*** Listed records Section Begins ***

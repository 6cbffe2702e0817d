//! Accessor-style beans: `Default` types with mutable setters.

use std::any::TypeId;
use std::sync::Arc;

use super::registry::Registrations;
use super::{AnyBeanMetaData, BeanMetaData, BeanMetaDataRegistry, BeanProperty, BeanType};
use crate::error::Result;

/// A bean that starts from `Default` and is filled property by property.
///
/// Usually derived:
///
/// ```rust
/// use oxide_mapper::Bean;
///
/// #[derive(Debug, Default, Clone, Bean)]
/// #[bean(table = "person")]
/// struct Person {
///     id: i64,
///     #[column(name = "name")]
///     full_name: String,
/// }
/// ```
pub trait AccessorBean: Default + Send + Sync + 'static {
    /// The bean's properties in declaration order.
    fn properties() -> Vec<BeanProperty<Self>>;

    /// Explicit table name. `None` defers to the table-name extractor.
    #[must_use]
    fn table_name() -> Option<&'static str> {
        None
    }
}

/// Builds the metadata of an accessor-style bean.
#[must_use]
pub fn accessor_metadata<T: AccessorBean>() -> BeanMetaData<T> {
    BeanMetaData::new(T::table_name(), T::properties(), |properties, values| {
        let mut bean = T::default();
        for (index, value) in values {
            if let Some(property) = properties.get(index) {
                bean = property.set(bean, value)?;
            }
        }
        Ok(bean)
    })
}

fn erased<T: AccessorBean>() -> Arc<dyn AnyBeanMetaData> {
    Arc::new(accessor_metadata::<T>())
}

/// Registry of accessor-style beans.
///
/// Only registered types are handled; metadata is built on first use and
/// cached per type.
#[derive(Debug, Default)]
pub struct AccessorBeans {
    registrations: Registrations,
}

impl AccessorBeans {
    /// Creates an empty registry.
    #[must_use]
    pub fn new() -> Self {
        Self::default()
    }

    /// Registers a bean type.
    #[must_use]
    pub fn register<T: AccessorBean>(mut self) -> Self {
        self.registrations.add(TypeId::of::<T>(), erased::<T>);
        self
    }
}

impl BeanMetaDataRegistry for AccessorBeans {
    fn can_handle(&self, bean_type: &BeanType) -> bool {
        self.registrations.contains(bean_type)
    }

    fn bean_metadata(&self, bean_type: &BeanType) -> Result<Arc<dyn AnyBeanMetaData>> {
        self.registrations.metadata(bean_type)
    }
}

*** Listed records Section Ends ***
*** Listed records Section Begins ***

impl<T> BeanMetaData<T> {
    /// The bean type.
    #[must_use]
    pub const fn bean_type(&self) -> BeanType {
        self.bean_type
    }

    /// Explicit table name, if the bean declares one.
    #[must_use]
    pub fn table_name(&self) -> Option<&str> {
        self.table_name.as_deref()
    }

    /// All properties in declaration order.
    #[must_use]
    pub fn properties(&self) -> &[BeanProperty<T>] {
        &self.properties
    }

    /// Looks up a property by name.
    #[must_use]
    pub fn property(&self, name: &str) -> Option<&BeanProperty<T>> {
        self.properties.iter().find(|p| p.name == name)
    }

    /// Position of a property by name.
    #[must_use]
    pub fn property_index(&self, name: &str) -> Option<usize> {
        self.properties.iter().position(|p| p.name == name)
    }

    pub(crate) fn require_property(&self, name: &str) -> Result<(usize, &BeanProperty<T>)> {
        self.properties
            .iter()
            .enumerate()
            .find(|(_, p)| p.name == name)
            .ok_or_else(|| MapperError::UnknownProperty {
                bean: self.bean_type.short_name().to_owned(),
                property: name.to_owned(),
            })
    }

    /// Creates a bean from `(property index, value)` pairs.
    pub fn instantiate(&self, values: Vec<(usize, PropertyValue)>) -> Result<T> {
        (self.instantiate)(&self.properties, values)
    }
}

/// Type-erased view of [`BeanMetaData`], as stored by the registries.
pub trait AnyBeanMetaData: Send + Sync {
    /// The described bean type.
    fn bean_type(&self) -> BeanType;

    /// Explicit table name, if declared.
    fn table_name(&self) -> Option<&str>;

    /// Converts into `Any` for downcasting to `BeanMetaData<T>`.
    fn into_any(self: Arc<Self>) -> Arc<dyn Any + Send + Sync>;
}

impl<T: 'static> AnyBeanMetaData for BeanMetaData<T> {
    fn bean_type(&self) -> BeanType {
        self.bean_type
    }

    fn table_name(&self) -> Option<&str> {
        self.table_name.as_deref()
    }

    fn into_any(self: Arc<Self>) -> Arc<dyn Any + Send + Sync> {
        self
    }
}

*** Listed records Section Ends ***

_Problem description_: Reply with every line of the listing that has the string "order".

_Answer for this exercise_:
    /// The bean's properties in declaration order.
    /// All properties in declaration order.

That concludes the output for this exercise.